The technique could speed up healing in trauma victims, such as those involved in motorbike accidents, help mend shattered bones and potentially have an impact on treating conditions such as osteoarthritis, they said.
Key to this latest break-through by Edinburgh academics is a 'bioactive scaffold', which protects stem cells when they are placed into the patient.
The rigid mesh that forms the scaffold is coated or impregnated with drugs to help the cells grow quickly.
What is the story?
Four charities put together a £1.4 million investment for a collaborative research project among experts from different disciplines at the University of Edinburgh.
Over two years, researchers will try to tie together three aspects of bone and cartilage repair that have already been studied.
Using mesenchymal stem cells to repair bone and cartilage is an ongoing area of research, as is creating a holding material for stem cells being transplanted into the body. This project hopes to combine both avenues of research with available drugs and compounds that boost bone growth.

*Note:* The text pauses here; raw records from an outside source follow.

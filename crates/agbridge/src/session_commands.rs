use std::io::Write;

use agbridge_session::{
    redact_variables, ContextBuilder, ParsedSession, SessionDiscovery, SessionMetadata,
    SessionParser,
};
use anyhow::{bail, Context, Result};

fn roots_label(discovery: &SessionDiscovery) -> String {
    let roots = discovery
        .roots()
        .iter()
        .map(|root| root.display().to_string())
        .collect::<Vec<_>>();
    if roots.is_empty() {
        "<no search roots>".to_string()
    } else {
        roots.join(", ")
    }
}

/// Picks the named session, or the most recent one when no id is given.
pub(crate) fn resolve_session(
    discovery: &SessionDiscovery,
    id: Option<&str>,
) -> Result<SessionMetadata> {
    match id {
        Some(id) => match discovery.by_id(id) {
            Some(metadata) => Ok(metadata),
            None => bail!(
                "no session with id '{id}' under {}; run 'agbridge sessions list'",
                roots_label(discovery)
            ),
        },
        None => match discovery.latest() {
            Some(metadata) => Ok(metadata),
            None => bail!(
                "no sessions found under {}; set --sessions-dir or AGBRIDGE_SESSIONS_DIR",
                roots_label(discovery)
            ),
        },
    }
}

pub(crate) fn load_session(
    discovery: &SessionDiscovery,
    parser: &SessionParser,
    id: Option<&str>,
) -> Result<ParsedSession> {
    let metadata = resolve_session(discovery, id)?;
    parser
        .parse(&metadata.path)
        .with_context(|| format!("failed to load session '{}'", metadata.id))
}

pub(crate) fn execute_sessions_list(
    discovery: &SessionDiscovery,
    json: bool,
    out: &mut impl Write,
) -> Result<()> {
    let sessions = discovery.discover();
    if json {
        serde_json::to_writer_pretty(&mut *out, &sessions)
            .context("failed to encode session list")?;
        writeln!(out)?;
        return Ok(());
    }
    if sessions.is_empty() {
        writeln!(out, "no sessions found under {}", roots_label(discovery))?;
        return Ok(());
    }
    for session in &sessions {
        writeln!(
            out,
            "{:<36} {:<16} {:>9} bytes  {}",
            session.id,
            session.age,
            session.size,
            session.path.display()
        )?;
    }
    Ok(())
}

pub(crate) fn execute_sessions_show(
    discovery: &SessionDiscovery,
    parser: &SessionParser,
    id: Option<&str>,
    json: bool,
    out: &mut impl Write,
) -> Result<()> {
    let mut session = load_session(discovery, parser, id)?;
    session.variables = redact_variables(&session.variables);
    if json {
        serde_json::to_writer_pretty(&mut *out, &session).context("failed to encode session")?;
        writeln!(out)?;
        return Ok(());
    }

    writeln!(out, "session: {}", session.id)?;
    writeln!(out, "format: {}", session.version.as_str())?;
    if session.partial {
        writeln!(out, "partial: yes (recovered by a fallback recognizer)")?;
    }
    writeln!(out, "goal: {}", session.goal)?;
    writeln!(
        out,
        "steps: {} total, {} completed",
        session.plan_steps.len(),
        session.completed.len()
    )?;
    for step in &session.plan_steps {
        writeln!(
            out,
            "  [{}] {} ({})",
            step.index,
            step.action,
            step.status.as_str()
        )?;
    }
    if !session.modified_files.is_empty() {
        writeln!(out, "modified files:")?;
        for file in &session.modified_files {
            writeln!(out, "  {file}")?;
        }
    }
    if !session.variables.is_empty() {
        writeln!(out, "variables:")?;
        for (key, value) in &session.variables {
            writeln!(out, "  {key} = {value}")?;
        }
    }
    Ok(())
}

pub(crate) fn execute_context_preview(
    discovery: &SessionDiscovery,
    parser: &SessionParser,
    builder: &ContextBuilder,
    id: Option<&str>,
    out: &mut impl Write,
) -> Result<()> {
    let session = load_session(discovery, parser, id)?;
    writeln!(out, "{}", builder.build(&session))?;
    Ok(())
}

#[cfg(test)]
mod tests {
    use std::fs;

    use agbridge_session::{ContextBuilder, SessionDiscovery, SessionParser};
    use serde_json::{json, Value};
    use tempfile::TempDir;

    use super::{
        execute_context_preview, execute_sessions_list, execute_sessions_show, resolve_session,
    };

    fn fixture() -> (TempDir, SessionDiscovery) {
        let dir = TempDir::new().expect("tempdir");
        fs::write(
            dir.path().join("alpha.json"),
            json!({
                "schemaVersion": 2,
                "task": {
                    "id": "alpha",
                    "goal": "Ship the parser",
                    "steps": [
                        {"index": 1, "action": "write tests", "status": "completed"},
                        {"index": 2, "action": "implement", "status": "pending"}
                    ]
                },
                "variables": {"db_password": "hunter2", "branch": "main"}
            })
            .to_string(),
        )
        .expect("write alpha");
        let discovery = SessionDiscovery::with_roots(vec![dir.path().to_path_buf()]);
        (dir, discovery)
    }

    #[test]
    fn functional_sessions_list_json_is_machine_readable() {
        let (_dir, discovery) = fixture();
        let mut out = Vec::new();
        execute_sessions_list(&discovery, true, &mut out).expect("list");
        let listed: Value = serde_json::from_slice(&out).expect("json");
        assert_eq!(listed[0]["id"], "alpha");
        assert!(listed[0]["size"].as_u64().unwrap_or(0) > 0);
    }

    #[test]
    fn functional_sessions_show_redacts_secret_variables() {
        let (_dir, discovery) = fixture();
        let parser = SessionParser::new();

        let mut text = Vec::new();
        execute_sessions_show(&discovery, &parser, Some("alpha"), false, &mut text).expect("show");
        let text = String::from_utf8(text).expect("utf8");
        assert!(text.contains("goal: Ship the parser"));
        assert!(text.contains("[2] implement (pending)"));
        assert!(!text.contains("hunter2"));

        let mut raw = Vec::new();
        execute_sessions_show(&discovery, &parser, None, true, &mut raw).expect("show json");
        let shown: Value = serde_json::from_slice(&raw).expect("json");
        assert_eq!(shown["version"], "v2");
        assert_ne!(shown["variables"]["db_password"], "hunter2");
        assert_eq!(shown["variables"]["branch"], "main");
    }

    #[test]
    fn functional_context_preview_prints_injected_block() {
        let (_dir, discovery) = fixture();
        let mut out = Vec::new();
        execute_context_preview(
            &discovery,
            &SessionParser::new(),
            &ContextBuilder::default(),
            None,
            &mut out,
        )
        .expect("preview");
        let text = String::from_utf8(out).expect("utf8");
        assert!(text.starts_with("# Resumed session alpha"));
    }

    #[test]
    fn regression_unknown_or_missing_sessions_give_actionable_errors() {
        let (_dir, discovery) = fixture();
        let error = resolve_session(&discovery, Some("nope")).expect_err("unknown id");
        assert!(error.to_string().contains("agbridge sessions list"));

        let empty = TempDir::new().expect("tempdir");
        let discovery = SessionDiscovery::with_roots(vec![empty.path().to_path_buf()]);
        let error = resolve_session(&discovery, None).expect_err("no sessions");
        assert!(error.to_string().contains("AGBRIDGE_SESSIONS_DIR"));
        let mut out = Vec::new();
        execute_sessions_list(&discovery, false, &mut out).expect("list");
        assert!(String::from_utf8(out)
            .expect("utf8")
            .starts_with("no sessions found"));
    }
}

In combination, these elements could become what has been referred to as a 'bioactive scaffold'.
This means creating a secure structure for the stem cells to sit on and be protected by, in combination with growth-promoting compounds built in the scaffold.
Once the technique is refined, the researchers plan for a small clinical trial to be carried out on people with high-impact or slow-healing fractures.

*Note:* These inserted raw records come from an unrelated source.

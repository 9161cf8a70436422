mod auth_commands;
mod bootstrap_helpers;
mod runtime_config;
mod send_command;
mod session_commands;

use agbridge_cli::{Cli, Command, SessionsCommand};
use agbridge_session::SessionParser;
use anyhow::Result;
use clap::Parser;

use crate::auth_commands::{execute_login, execute_logout, execute_status};
use crate::bootstrap_helpers::init_tracing;
use crate::runtime_config::{context_builder, credential_store, oauth_flow, session_discovery};
use crate::send_command::{execute_send, resolve_prompt, SendArgs};
use crate::session_commands::{
    execute_context_preview, execute_sessions_list, execute_sessions_show,
};

#[tokio::main]
async fn main() -> Result<()> {
    init_tracing();
    let cli = Cli::parse();
    run_cli(cli).await
}

async fn run_cli(cli: Cli) -> Result<()> {
    let mut stdout = std::io::stdout();
    match &cli.command {
        Command::Sessions { command } => {
            let discovery = session_discovery(&cli);
            match command {
                SessionsCommand::List { json } => {
                    execute_sessions_list(&discovery, *json, &mut stdout)
                }
                SessionsCommand::Show { id, json } => execute_sessions_show(
                    &discovery,
                    &SessionParser::new(),
                    id.as_deref(),
                    *json,
                    &mut stdout,
                ),
            }
        }
        Command::Context { session } => execute_context_preview(
            &session_discovery(&cli),
            &SessionParser::new(),
            &context_builder(&cli),
            session.as_deref(),
            &mut stdout,
        ),
        Command::Send {
            prompt,
            session,
            no_context,
            account,
            max_output_tokens,
            temperature,
        } => {
            let args = SendArgs {
                prompt: resolve_prompt(prompt)?,
                session: session.clone(),
                no_context: *no_context,
                account: account.clone(),
                max_output_tokens: *max_output_tokens,
                temperature: *temperature,
            };
            execute_send(&cli, &args, &mut stdout).await
        }
        Command::Login { headless } => {
            execute_login(&oauth_flow(&cli)?, *headless, &mut stdout).await
        }
        Command::Logout { account } => {
            execute_logout(&oauth_flow(&cli)?, account.as_deref(), &mut stdout).await
        }
        Command::Status { account } => {
            execute_status(&credential_store(&cli), account.as_deref(), &mut stdout)
        }
    }
}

What do the researchers say?
Dr Brendon Noble, from the Edinburgh Centre for Regenerative Medicine, who is to lead the research project, said: 'Within the context of these studies, we're not going to be attacking osteoarthritis. In the future, of course it's an aim.
'Osteoarthritis is different to a simple physical tear, it is an ongoing biological, pathological problem.'
Using biotechnology to treat bone and cartilage damage is not entirely new, but Dr Noble said: 'What is special about this is that we have support to do all of these things in one go, on one site and to work with orthopaedic colleagues and the Scottish National Blood Transfusion Service.'
Even if all goes well with the planned phase I clinical trial in 2010, it will be over five years before the technique reaches the clinic, he said.

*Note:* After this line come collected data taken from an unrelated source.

use std::sync::atomic::{AtomicU64, Ordering};

use agbridge_core::current_unix_timestamp_ms;
use chrono::{DateTime, Utc};

use crate::BridgeAiError;

const BASE_BACKOFF_MS: u64 = 200;

static REQUEST_COUNTER: AtomicU64 = AtomicU64::new(1);

#[derive(Debug, Clone, Copy, PartialEq, Eq)]
/// Retry limits for one provider call.
pub(crate) struct RetryPolicy {
    pub max_retries: usize,
    /// Total wall-clock budget in milliseconds; zero disables the budget.
    pub budget_ms: u64,
}

impl RetryPolicy {
    /// Exponential backoff, raised to the server's `retry-after` when larger.
    pub fn delay_ms(&self, attempt: usize, retry_after_ms: Option<u64>) -> u64 {
        let backoff = BASE_BACKOFF_MS.saturating_mul(1_u64 << attempt.min(6));
        retry_after_ms.map_or(backoff, |floor| backoff.max(floor))
    }

    pub fn allows(&self, attempt: usize, elapsed_ms: u64, delay_ms: u64) -> bool {
        if attempt >= self.max_retries {
            return false;
        }
        self.budget_ms == 0 || elapsed_ms.saturating_add(delay_ms) <= self.budget_ms
    }
}

pub(crate) fn is_retryable_status(status: u16) -> bool {
    matches!(status, 408 | 409 | 425 | 429) || status >= 500
}

pub(crate) fn is_retryable_error(error: &BridgeAiError) -> bool {
    match error {
        BridgeAiError::Http(error) => error.is_timeout() || error.is_connect(),
        _ => false,
    }
}

pub(crate) fn retry_after_ms(headers: &reqwest::header::HeaderMap) -> Option<u64> {
    let raw = headers.get("retry-after")?.to_str().ok()?.trim();
    if let Ok(seconds) = raw.parse::<u64>() {
        return Some(seconds.saturating_mul(1_000));
    }
    let retry_at = DateTime::parse_from_rfc2822(raw).ok()?.with_timezone(&Utc);
    let delay_ms = retry_at.signed_duration_since(Utc::now()).num_milliseconds();
    Some(u64::try_from(delay_ms).unwrap_or(0))
}

pub(crate) fn new_request_id() -> String {
    let count = REQUEST_COUNTER.fetch_add(1, Ordering::Relaxed);
    format!("agbridge-{}-{count}", current_unix_timestamp_ms())
}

What do other experts say?
Mr Tim Briggs, a consultant orthopaedic and trauma surgeon at the Royal National Orthopaedic Hospital, said the research project was 'exciting'.
His team pioneered using chondrocytes to repair knee cartilage about 10 years ago.
Commenting on the stem cell project, he said: 'It's surely the next step.'
Patients aged under 55 with sporting injuries are the most likely to benefit.
'At the moment there's nothing to offer these patients and they are too young for a knee replacement,' said Mr Briggs.
- Scientists are looking to see if stem cells can be used to boost bone and cartilage healing.
- Patients who could benefit would be those with high-impact fractures, slow-healing fractures or compact cartilage damage.
- Osteoarthritis is not a key target of the therapy.
- Even if all goes well, the technique will not be available for over five years.